Newtonian mechanics, applied to how organizations move.
This is a literal claim, not a metaphor. An organization is a body in motion. It carries mass, holds a direction, and resists redirection. Apply a force and it changes course only when that force exceeds the resistance already holding the current line.
The larger the function — its mass — the more force required to move it. Shifting how a complex system operates takes significant, sustained energy from its leaders.
This is why disruptive transformation feels heavy. It is not failure; it is physics. But force alone does not explain what happens next.
Once velocity exists, momentum exists. The critical insight: momentum does not require constant force to continue. It persists unless acted on by an opposing force.
Once the reinforcement architecture changes — cadence, decision rights, follow-through — the system carries the motion forward. Leaders no longer need to push; it sustains itself.
Disruption moves an organization through four phases.

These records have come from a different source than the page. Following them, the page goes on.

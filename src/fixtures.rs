//! Setup steps that scenarios rely on.
//!
//! Several scenarios need the test account to own a pet. Rather than trusting
//! that the account was seeded by hand, they call [`ensure_own_pet`] first.

use crate::client::PetFriendsClient;
use crate::error::PetFriendsError;
use crate::models::{AuthKey, Credentials, Pet, PetFields, PetFilter};
use tracing::info;

/// Pet created when the account owns none.
pub fn seed_pet() -> PetFields {
    PetFields::new("Барсик", "кот", "1")
}

/// Request a key and fail unless the service issued one.
pub async fn login(
    client: &PetFriendsClient,
    credentials: &Credentials,
) -> Result<AuthKey, PetFriendsError> {
    let response = client
        .get_api_key(&credentials.email, &credentials.password)
        .await?
        .error_for_status()?;

    response.auth_key().ok_or(PetFriendsError::MissingField("key"))
}

/// Pets owned by the caller.
pub async fn my_pets(
    client: &PetFriendsClient,
    auth_key: &AuthKey,
) -> Result<Vec<Pet>, PetFriendsError> {
    client
        .get_list_of_pets(auth_key, PetFilter::MyPets)
        .await?
        .error_for_status()?
        .pets()
        .ok_or(PetFriendsError::MissingField("pets"))
}

/// Return an owned pet, creating one without a photo if the list is empty.
pub async fn ensure_own_pet(
    client: &PetFriendsClient,
    auth_key: &AuthKey,
) -> Result<Pet, PetFriendsError> {
    if let Some(pet) = my_pets(client, auth_key).await?.into_iter().next() {
        return Ok(pet);
    }

    let fields = seed_pet();
    info!(name = %fields.name, "No own pets, creating one");

    client
        .create_pet_simple(auth_key, &fields)
        .await?
        .error_for_status()?;

    my_pets(client, auth_key)
        .await?
        .into_iter()
        .next()
        .ok_or_else(|| PetFriendsError::Other("Created pet is missing from my_pets".to_string()))
}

Whatever its content — culture, technology, strategy, structure — every transition travels the same arc. The content changes; the physics does not. The cycle is closed: momentum becomes the next inertia, and the next disruption starts the arc again.
What the organization holds in place, even when it no longer serves. Inertia is simply a direction nothing has yet challenged.
Where push first shows up: who leans in, who looks for a new way of operating, who closes the loop. The resistance now has faces.
The systems and structures that quietly resist the new direction — cascade patterns, meeting habits, unwritten rules. The resistance now has systems.
What is already starting to work and could grow once it is named. The architecture carries the new direction without anyone pushing, and it becomes the next inertia.
The Laws of Organizational Motion are proprietary to Cernant. The framework's internal structure is reserved. What is published is the standard the diagnostics are held to, not the mechanism that holds them.